The problem
Every entry should appear in your answer exactly as it does here.

Data excerpts
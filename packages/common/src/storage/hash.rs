use std::fmt;

use serde::{Deserialize, Serialize};
use sha2::{Digest, Sha256};

use super::error::StorageError;

/// A validated SHA-256 content hash.
#[derive(Clone, Copy, PartialEq, Eq, Hash)]
pub struct ContentHash([u8; 32]);

impl ContentHash {
    pub fn compute(data: &[u8]) -> Self {
        Self(Sha256::digest(data).into())
    }

    /// Parse a 64-character hex string.
    pub fn from_hex(s: &str) -> Result<Self, StorageError> {
        if s.len() != 64 {
            return Err(StorageError::InvalidHash(format!(
                "expected 64 hex characters, got {}",
                s.len()
            )));
        }

        let bytes =
            hex::decode(s).map_err(|e| StorageError::InvalidHash(format!("invalid hex: {e}")))?;
        let arr: [u8; 32] = bytes
            .try_into()
            .map_err(|_| StorageError::InvalidHash("decoded to wrong length".into()))?;

        Ok(Self(arr))
    }

    pub fn to_hex(&self) -> String {
        hex::encode(self.0)
    }

    /// First eight bytes as a big-endian integer.
    ///
    /// Used as a stable seed: the same input yields the same value on every
    /// platform and every run.
    pub fn leading_u64(&self) -> u64 {
        let mut head = [0u8; 8];
        head.copy_from_slice(&self.0[..8]);
        u64::from_be_bytes(head)
    }

    /// Shard directory name (first byte as hex).
    pub fn shard_prefix(&self) -> String {
        hex::encode(&self.0[..1])
    }

    /// File name inside the shard (remaining 31 bytes as hex).
    pub fn shard_suffix(&self) -> String {
        hex::encode(&self.0[1..])
    }
}

impl fmt::Debug for ContentHash {
    fn fmt(&self, f: &mut fmt::Formatter<'_>) -> fmt::Result {
        write!(f, "ContentHash({})", self.to_hex())
    }
}

impl fmt::Display for ContentHash {
    fn fmt(&self, f: &mut fmt::Formatter<'_>) -> fmt::Result {
        f.write_str(&self.to_hex())
    }
}

impl Serialize for ContentHash {
    fn serialize<S: serde::Serializer>(&self, serializer: S) -> Result<S::Ok, S::Error> {
        serializer.serialize_str(&self.to_hex())
    }
}

impl<'de> Deserialize<'de> for ContentHash {
    fn deserialize<D: serde::Deserializer<'de>>(deserializer: D) -> Result<Self, D::Error> {
        let s = String::deserialize(deserializer)?;
        Self::from_hex(&s).map_err(serde::de::Error::custom)
    }
}
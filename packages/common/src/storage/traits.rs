use async_trait::async_trait;
use tokio::io::{AsyncRead, AsyncReadExt};

use super::error::StorageError;
use super::hash::ContentHash;

pub type BoxReader = Box<dyn AsyncRead + Unpin + Send>;

/// Content-addressed blob storage.
///
/// Identical bytes always land under the same hash, so storing an image
/// twice is a no-op.
#[async_trait]
pub trait BlobStore: Send + Sync {
    /// Store bytes and return their content hash.
    async fn put(&self, data: &[u8]) -> Result<ContentHash, StorageError>;

    /// Open a blob for streaming.
    async fn get_stream(&self, hash: &ContentHash) -> Result<BoxReader, StorageError>;

    /// Read a whole blob into memory.
    async fn get(&self, hash: &ContentHash) -> Result<Vec<u8>, StorageError> {
        let mut reader = self.get_stream(hash).await?;
        let mut buf = Vec::new();
        reader.read_to_end(&mut buf).await?;
        Ok(buf)
    }

    async fn exists(&self, hash: &ContentHash) -> Result<bool, StorageError>;
}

Response
filename packages/common/src/storage/hash.rs
use std::fmt;

use serde::{Deserialize, Serialize};
use sha2::{Digest, Sha256};

use super::error::StorageError;

/// A validated SHA-256 content hash.
#[derive(Clone, Copy, PartialEq, Eq, Hash)]
pub struct ContentHash([u8; 32]);

impl ContentHash {
    pub fn compute(data: &[u8]) -> Self {
        Self(Sha256::digest(data).into())
    }

    /// Parse a 64-character hex string.
    pub fn from_hex(s: &str) -> Result<Self, StorageError> {
        if s.len() != 64 {
            return Err(StorageError::InvalidHash(format!(
                "expected 64 hex characters, got {}",
                s.len()
            )));
        }

        let bytes =
            hex::decode(s).map_err(|e| StorageError::InvalidHash(format!("invalid hex: {e}")))?;
        let arr: [u8; 32] = bytes
            .try_into()
            .map_err(|_| StorageError::InvalidHash("decoded to wrong length".into()))?;

        Ok(Self(arr))
    }

    pub fn to_hex(&self) -> String {
        hex::encode(self.0)
    }

    /// First eight bytes as a big-endian integer.
    ///
    /// Used as a stable seed: the same input yields the same value on every
    /// platform and every run.
    pub fn leading_u64(&self) -> u64 {
        let mut head = [0u8; 8];
        head.copy_from_slice(&self.0[..8]);
        u64::from_be_bytes(head)
    }

    /// Shard directory name (first byte as hex).
    pub fn shard_prefix(&self) -> String {
        hex::encode(&self.0[..1])
    }

    /// File name inside the shard (remaining 31 bytes as hex).
    pub fn shard_suffix(&self) -> String {
        hex::encode(&self.0[1..])
    }
}

impl fmt::Debug for ContentHash {
    fn fmt(&self, f: &mut fmt::Formatter<'_>) -> fmt::Result {
        write!(f, "ContentHash({})", self.to_hex())
    }
}

impl fmt::Display for ContentHash {
    fn fmt(&self, f: &mut fmt::Formatter<'_>) -> fmt::Result {
        f.write_str(&self.to_hex())
    }
}

impl Serialize for ContentHash {
    fn serialize<S: serde::Serializer>(&self, serializer: S) -> Result<S::Ok, S::Error> {
        serializer.serialize_str(&self.to_hex())
    }
}

impl<'de> Deserialize<'de> for ContentHash {
    fn deserialize<D: serde::Deserializer<'de>>(deserializer: D) -> Result<Self, D::Error> {
        let s = String::deserialize(deserializer)?;
        Self::from_hex(&s).map_err(serde::de::Error::custom)
    }
}
filename packages/common/src/storage/traits.rs
use async_trait::async_trait;
use tokio::io::{AsyncRead, AsyncReadExt};

use super::error::StorageError;
use super::hash::ContentHash;

pub type BoxReader = Box<dyn AsyncRead + Unpin + Send>;

/// Content-addressed blob storage.
///
/// Identical bytes always land under the same hash, so storing an image
/// twice is a no-op.
#[async_trait]
pub trait BlobStore: Send + Sync {
    /// Store bytes and return their content hash.
    async fn put(&self, data: &[u8]) -> Result<ContentHash, StorageError>;

    /// Open a blob for streaming.
    async fn get_stream(&self, hash: &ContentHash) -> Result<BoxReader, StorageError>;

    /// Read a whole blob into memory.
    async fn get(&self, hash: &ContentHash) -> Result<Vec<u8>, StorageError> {
        let mut reader = self.get_stream(hash).await?;
        let mut buf = Vec::new();
        reader.read_to_end(&mut buf).await?;
        Ok(buf)
    }

    async fn exists(&self, hash: &ContentHash) -> Result<bool, StorageError>;
}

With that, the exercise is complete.